## Your instructions
Starting at the first line of the data below, repeat each line word for word up to and including the line with "let result = tokio::task::spawn_blocking(move".

(Dataset excerpts)
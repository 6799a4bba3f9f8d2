//! Background tick loop: collect → rates → metrics → alerts.

use std::time::{Duration, Instant};

use tracing::{debug, error, info, warn};

use hostmon_core::alert::{self, AlertLevel, AlertResult};
use hostmon_core::collector::FileSystem;
use hostmon_core::config::{ThresholdMap, Thresholds};
use hostmon_core::model::CounterSnapshot;
use hostmon_core::rates::{self, RateError};

use crate::state::{AgentInner, SharedState};

/// What a single tick did, for loop-level logging.
#[derive(Debug, PartialEq, Eq)]
pub(crate) enum TickOutcome {
    /// Baseline primed; rates start next tick.
    Primed,
    /// Rates emitted for this many devices.
    Rated { devices: usize },
    /// Δt ≤ 0 — emission skipped, baseline kept.
    SkippedInvalidInterval,
    /// Snapshot collection failed — tick skipped.
    CollectFailed,
}

// ============================================================
// Tick loop
// ============================================================

pub(crate) async fn tick_loop(state: SharedState, interval: Duration) {
    let mut tick = tokio::time::interval(interval);
    tick.set_missed_tick_behavior(tokio::time::MissedTickBehavior::Skip);

    loop {
        tick.tick().await;

        // Run the blocking collection off the async runtime
        let state_clone = state.clone();
        let t0 = Instant::now();
        let result = tokio::task::spawn_blocking(move || {
            let mut inner = state_clone.lock().unwrap();
            let outcome = run_tick(&mut inner);
            (outcome, inner.tick_count)
        })
        .await;

        let elapsed = t0.elapsed();

        match result {
            Ok((outcome, tick_count)) => match outcome {
                TickOutcome::Primed => {
                    info!(
                        duration_ms = elapsed.as_millis() as u64,
                        "first snapshot collected, baseline primed"
                    );
                }
                TickOutcome::Rated { devices } => {
                    debug!(
                        duration_ms = elapsed.as_millis() as u64,
                        devices, tick_count, "tick completed"
                    );
                }
                TickOutcome::SkippedInvalidInterval | TickOutcome::CollectFailed => {
                    warn!(
                        duration_ms = elapsed.as_millis() as u64,
                        ?outcome,
                        "tick produced no rates"
                    );
                }
            },
            Err(e) => {
                error!(error = %e, "tick panicked in spawn_blocking");
            }
        }

        if elapsed > interval / 2 {
            warn!(
                duration_ms = elapsed.as_millis() as u64,
                interval_ms = interval.as_millis() as u64,
                "tick exceeded 50% of interval"
            );
        }
    }
}

// ============================================================
// One tick
// ============================================================

/// Run one measurement tick against the shared state.
///
/// A failed collection or an invalid sampling interval degrades to "no data
/// this tick" — the loop itself never stops, and the baseline survives
/// anything except a successful tick that replaces it.
pub(crate) fn run_tick<F: FileSystem>(inner: &mut AgentInner<F>) -> TickOutcome {
    inner.metrics.inc_tick();

    let snapshot = match inner.collector.collect_snapshot() {
        Ok(s) => s,
        Err(e) => {
            error!(error = %e, "failed to collect snapshot");
            inner.metrics.inc_skip("collect_failed");
            return TickOutcome::CollectFailed;
        }
    };

    let outcome = if let Some(prev) = inner.baseline.as_ref() {
        match rates::compute_disk_rates(prev, &snapshot) {
            Ok(disk_rates) => {
                for (device, r) in &disk_rates {
                    inner.metrics.record_disk(device, r);
                }
                TickOutcome::Rated {
                    devices: disk_rates.len(),
                }
            }
            Err(e @ RateError::InvalidInterval { .. }) => {
                warn!(error = %e, "skipping emission for this tick, keeping baseline");
                inner.metrics.inc_skip("invalid_interval");
                return TickOutcome::SkippedInvalidInterval;
            }
        }
    } else {
        TickOutcome::Primed
    };

    // Gauges need no baseline
    inner.metrics.record_cpu(&snapshot.cpus);
    inner.metrics.record_filesystems(&snapshot.filesystems);

    let alert = evaluate_alerts(&snapshot, &inner.thresholds);
    match alert.level {
        AlertLevel::Fatal => error!(message = %alert.message, "alert"),
        AlertLevel::Warn => warn!(message = %alert.message, "alert"),
        AlertLevel::None => debug!("no thresholds breached"),
    }
    inner.metrics.record_alert(alert.level);
    inner.last_alert = Some(alert);

    inner.tick_count += 1;
    inner.baseline = Some(snapshot);
    outcome
}

// ============================================================
// Alert wiring
// ============================================================

/// Build the per-entity measurement list and evaluate it.
///
/// Scan order is deterministic: aggregate CPU, cores ascending, then mounts
/// sorted by path. The aggregate matches the `"cpu"` config entry; each core
/// matches `"anycpu"`; each mount matches its own path.
pub(crate) fn evaluate_alerts(
    snapshot: &CounterSnapshot,
    thresholds: &ThresholdMap,
) -> AlertResult {
    let mut entries: Vec<(String, f64, &Thresholds)> = Vec::new();

    for cpu in &snapshot.cpus {
        if cpu.core_id < 0 {
            if let Some(t) = thresholds.get("cpu") {
                entries.push(("cpu".to_string(), cpu.busy_pct, t));
            }
        } else if let Some(t) = thresholds.get("anycpu") {
            entries.push((format!("cpu{}", cpu.core_id), cpu.busy_pct, t));
        }
    }

    for (mount, usage) in &snapshot.filesystems {
        if let Some(t) = thresholds.get(mount) {
            entries.push((mount.clone(), usage.used_percent(), t));
        }
    }

    alert::evaluate_all(entries.iter().map(|(e, v, t)| (e.as_str(), *v, *t)))
}

#[cfg(test)]
mod tests {
    use super::*;
    use hostmon_core::collector::{Collector, MockFs};
    use hostmon_core::model::{CpuBusy, FsUsage};

    fn thresholds(entries: &[(&str, f64, f64, f64)]) -> ThresholdMap {
        entries
            .iter()
            .map(|(entity, low, design, engineered)| {
                (
                    entity.to_string(),
                    Thresholds {
                        low: *low,
                        design: *design,
                        engineered: *engineered,
                    },
                )
            })
            .collect()
    }

    fn cpu_snapshot(aggregate: f64, cores: &[f64]) -> CounterSnapshot {
        let mut cpus = vec![CpuBusy {
            core_id: -1,
            busy_pct: aggregate,
        }];
        cpus.extend(cores.iter().enumerate().map(|(i, pct)| CpuBusy {
            core_id: i as i16,
            busy_pct: *pct,
        }));
        CounterSnapshot {
            cpus,
            ..Default::default()
        }
    }

    #[test]
    fn aggregate_cpu_matches_cpu_entry() {
        let config = thresholds(&[("cpu", 2.0, 60.0, 80.0)]);
        let alert = evaluate_alerts(&cpu_snapshot(70.0, &[]), &config);
        assert_eq!(alert.level, AlertLevel::Warn);
        assert!(alert.message.starts_with("cpu:"));
    }

    #[test]
    fn per_core_fatal_short_circuits_before_later_cores() {
        let config = thresholds(&[("anycpu", 10.0, 60.0, 80.0)]);
        let alert = evaluate_alerts(&cpu_snapshot(50.0, &[95.0, 5.0, 70.0]), &config);

        assert_eq!(alert.level, AlertLevel::Fatal);
        assert!(alert.message.starts_with("cpu0:"));
        assert!(!alert.message.contains("cpu1"));
        assert!(!alert.message.contains("cpu2"));
    }

    #[test]
    fn filesystem_saturation_matches_mount_entry() {
        let mut snapshot = CounterSnapshot::default();
        snapshot.filesystems.insert(
            "/".to_string(),
            FsUsage {
                total_bytes: 100,
                avail_bytes: 5,
            },
        );
        let config = thresholds(&[("/", 0.0, 80.0, 90.0)]);

        let alert = evaluate_alerts(&snapshot, &config);
        assert_eq!(alert.level, AlertLevel::Fatal);
        assert!(alert.message.starts_with("/:"));
    }

    #[test]
    fn unconfigured_entities_do_not_alert() {
        let mut snapshot = cpu_snapshot(99.0, &[99.0]);
        snapshot.filesystems.insert(
            "/".to_string(),
            FsUsage {
                total_bytes: 100,
                avail_bytes: 1,
            },
        );

        let alert = evaluate_alerts(&snapshot, &ThresholdMap::new());
        assert_eq!(alert.level, AlertLevel::None);
        assert!(!alert.flagged);
    }

    #[test]
    fn first_tick_primes_then_rates_flow() {
        let collector = Collector::new(MockFs::typical_system(), "/proc");
        let mut inner = AgentInner::new(collector, ThresholdMap::new());

        assert_eq!(run_tick(&mut inner), TickOutcome::Primed);
        assert!(inner.baseline.is_some());
        assert_eq!(inner.tick_count, 1);

        // Counters unchanged between ticks: rates exist but are all zero
        let outcome = run_tick(&mut inner);
        assert_eq!(outcome, TickOutcome::Rated { devices: 2 });
        assert_eq!(inner.tick_count, 2);
    }

    #[test]
    fn collect_failure_keeps_loop_state_intact() {
        let mut fs = MockFs::new();
        fs.add_file("/proc/stat", "cpu  100 0 50 800 20 5 5 0 0 0\n");
        // No /proc/diskstats: collection fails
        let collector = Collector::new(fs, "/proc");
        let mut inner = AgentInner::new(collector, ThresholdMap::new());

        assert_eq!(run_tick(&mut inner), TickOutcome::CollectFailed);
        assert!(inner.baseline.is_none());
        assert_eq!(inner.tick_count, 0);
    }
}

## Answer below
repository 6799a4bba3f9f8d2
//! Background tick loop: collect → rates → metrics → alerts.

use std::time::{Duration, Instant};

use tracing::{debug, error, info, warn};

use hostmon_core::alert::{self, AlertLevel, AlertResult};
use hostmon_core::collector::FileSystem;
use hostmon_core::config::{ThresholdMap, Thresholds};
use hostmon_core::model::CounterSnapshot;
use hostmon_core::rates::{self, RateError};

use crate::state::{AgentInner, SharedState};

/// What a single tick did, for loop-level logging.
#[derive(Debug, PartialEq, Eq)]
pub(crate) enum TickOutcome {
    /// Baseline primed; rates start next tick.
    Primed,
    /// Rates emitted for this many devices.
    Rated { devices: usize },
    /// Δt ≤ 0 — emission skipped, baseline kept.
    SkippedInvalidInterval,
    /// Snapshot collection failed — tick skipped.
    CollectFailed,
}

// ============================================================
// Tick loop
// ============================================================

pub(crate) async fn tick_loop(state: SharedState, interval: Duration) {
    let mut tick = tokio::time::interval(interval);
    tick.set_missed_tick_behavior(tokio::time::MissedTickBehavior::Skip);

    loop {
        tick.tick().await;

        // Run the blocking collection off the async runtime
        let state_clone = state.clone();
        let t0 = Instant::now();
        let result = tokio::task::spawn_blocking(move || {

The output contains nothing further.